§ **Records drawn from a dataset**:

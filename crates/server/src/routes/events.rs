use axum::{
    Json, Router,
    extract::{Path, Query, State},
    routing::get,
};
use db::{
    ids,
    models::event::Event,
};
use serde::{Deserialize, Serialize};
use utils::{
    projection::project_event_body,
    response::{ApiResponse, FieldError},
};

use crate::{AppState, error::ApiError, routes::endpoints::validate_endpoint_id};

const DEFAULT_LIST_LIMIT: i64 = 20;

#[derive(Debug, Deserialize)]
pub struct ListQuery {
    pub limit: Option<i64>,
    pub offset: Option<i64>,
}

/// An event as the read API presents it: stored bytes projected into JSON.
#[derive(Debug, Serialize)]
pub struct EventResponse {
    pub id: String,
    pub endpoint_id: String,
    pub received_at: chrono::DateTime<chrono::Utc>,
    pub method: String,
    pub original_url: String,
    pub source_url: Option<String>,
    pub path: String,
    pub query: serde_json::Value,
    pub headers: serde_json::Value,
    pub body: serde_json::Value,
    pub source_ip: String,
    pub user_agent: Option<String>,
    pub size_bytes: i64,
}

impl From<Event> for EventResponse {
    fn from(event: Event) -> Self {
        let body = project_event_body(
            &event.body,
            event.header_first("content-type").as_deref(),
            event.header_first("content-encoding").as_deref(),
        );
        EventResponse {
            query: event.query_map(),
            headers: event.headers_map(),
            body,
            id: event.id,
            endpoint_id: event.endpoint_id,
            received_at: event.received_at,
            method: event.method,
            original_url: event.original_url,
            source_url: event.source_url,
            path: event.path,
            source_ip: event.source_ip,
            user_agent: event.user_agent,
            size_bytes: event.size_bytes,
        }
    }
}

#[derive(Debug, Serialize)]
pub struct EventListResponse {
    pub events: Vec<EventResponse>,
    pub has_next: bool,
}

pub async fn list_events(
    State(state): State<AppState>,
    Path(endpoint_id): Path<String>,
    Query(query): Query<ListQuery>,
) -> Result<Json<ApiResponse<EventListResponse>>, ApiError> {
    validate_endpoint_id(&endpoint_id)?;
    let page = Event::list_by_endpoint(
        &state.db.pool,
        &endpoint_id,
        query.limit.unwrap_or(DEFAULT_LIST_LIMIT),
        query.offset.unwrap_or(0),
    )
    .await?;
    Ok(Json(ApiResponse::new(
        "events_found",
        EventListResponse {
            events: page.items.into_iter().map(EventResponse::from).collect(),
            has_next: page.has_next,
        },
    )))
}

pub async fn get_event(
    State(state): State<AppState>,
    Path(event_id): Path<String>,
) -> Result<Json<ApiResponse<EventResponse>>, ApiError> {
    validate_event_id(&event_id)?;
    let event = Event::find_by_id(&state.db.pool, &event_id)
        .await?
        .ok_or(ApiError::NotFound("event_not_found"))?;
    Ok(Json(ApiResponse::new("event_found", EventResponse::from(event))))
}

pub(crate) fn validate_event_id(event_id: &str) -> Result<(), ApiError> {
    if !ids::is_valid(event_id, ids::EVENT_PREFIX) {
        return Err(ApiError::validation(
            FieldError::new("event_id", "invalid_id", "malformed event id")
                .expected("evt_ followed by 32 hex characters")
                .received(event_id),
        ));
    }
    Ok(())
}

pub fn router() -> Router<AppState> {
    Router::new()
        .route("/endpoints/{endpoint_id}/events", get(list_events))
        .route("/events/{event_id}", get(get_event))
}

§ **Task requirements**: Your answer must be the full set of records above, reproduced exactly.

§ **Expected answer**:
filename crates/server/src/routes/events.rs
use axum::{
    Json, Router,
    extract::{Path, Query, State},
    routing::get,
};
use db::{
    ids,
    models::event::Event,
};
use serde::{Deserialize, Serialize};
use utils::{
    projection::project_event_body,
    response::{ApiResponse, FieldError},
};

use crate::{AppState, error::ApiError, routes::endpoints::validate_endpoint_id};

const DEFAULT_LIST_LIMIT: i64 = 20;

#[derive(Debug, Deserialize)]
pub struct ListQuery {
    pub limit: Option<i64>,
    pub offset: Option<i64>,
}

/// An event as the read API presents it: stored bytes projected into JSON.
#[derive(Debug, Serialize)]
pub struct EventResponse {
    pub id: String,
    pub endpoint_id: String,
    pub received_at: chrono::DateTime<chrono::Utc>,
    pub method: String,
    pub original_url: String,
    pub source_url: Option<String>,
    pub path: String,
    pub query: serde_json::Value,
    pub headers: serde_json::Value,
    pub body: serde_json::Value,
    pub source_ip: String,
    pub user_agent: Option<String>,
    pub size_bytes: i64,
}

impl From<Event> for EventResponse {
    fn from(event: Event) -> Self {
        let body = project_event_body(
            &event.body,
            event.header_first("content-type").as_deref(),
            event.header_first("content-encoding").as_deref(),
        );
        EventResponse {
            query: event.query_map(),
            headers: event.headers_map(),
            body,
            id: event.id,
            endpoint_id: event.endpoint_id,
            received_at: event.received_at,
            method: event.method,
            original_url: event.original_url,
            source_url: event.source_url,
            path: event.path,
            source_ip: event.source_ip,
            user_agent: event.user_agent,
            size_bytes: event.size_bytes,
        }
    }
}

#[derive(Debug, Serialize)]
pub struct EventListResponse {
    pub events: Vec<EventResponse>,
    pub has_next: bool,
}

pub async fn list_events(
    State(state): State<AppState>,
    Path(endpoint_id): Path<String>,
    Query(query): Query<ListQuery>,
) -> Result<Json<ApiResponse<EventListResponse>>, ApiError> {
    validate_endpoint_id(&endpoint_id)?;
    let page = Event::list_by_endpoint(
        &state.db.pool,
        &endpoint_id,
        query.limit.unwrap_or(DEFAULT_LIST_LIMIT),
        query.offset.unwrap_or(0),
    )
    .await?;
    Ok(Json(ApiResponse::new(
        "events_found",
        EventListResponse {
            events: page.items.into_iter().map(EventResponse::from).collect(),
            has_next: page.has_next,
        },
    )))
}

pub async fn get_event(
    State(state): State<AppState>,
    Path(event_id): Path<String>,
) -> Result<Json<ApiResponse<EventResponse>>, ApiError> {
    validate_event_id(&event_id)?;
    let event = Event::find_by_id(&state.db.pool, &event_id)
        .await?
        .ok_or(ApiError::NotFound("event_not_found"))?;
    Ok(Json(ApiResponse::new("event_found", EventResponse::from(event))))
}

pub(crate) fn validate_event_id(event_id: &str) -> Result<(), ApiError> {
    if !ids::is_valid(event_id, ids::EVENT_PREFIX) {
        return Err(ApiError::validation(
            FieldError::new("event_id", "invalid_id", "malformed event id")
                .expected("evt_ followed by 32 hex characters")
                .received(event_id),
        ));
    }
    Ok(())
}

pub fn router() -> Router<AppState> {
    Router::new()
        .route("/endpoints/{endpoint_id}/events", get(list_events))
        .route("/events/{event_id}", get(get_event))
}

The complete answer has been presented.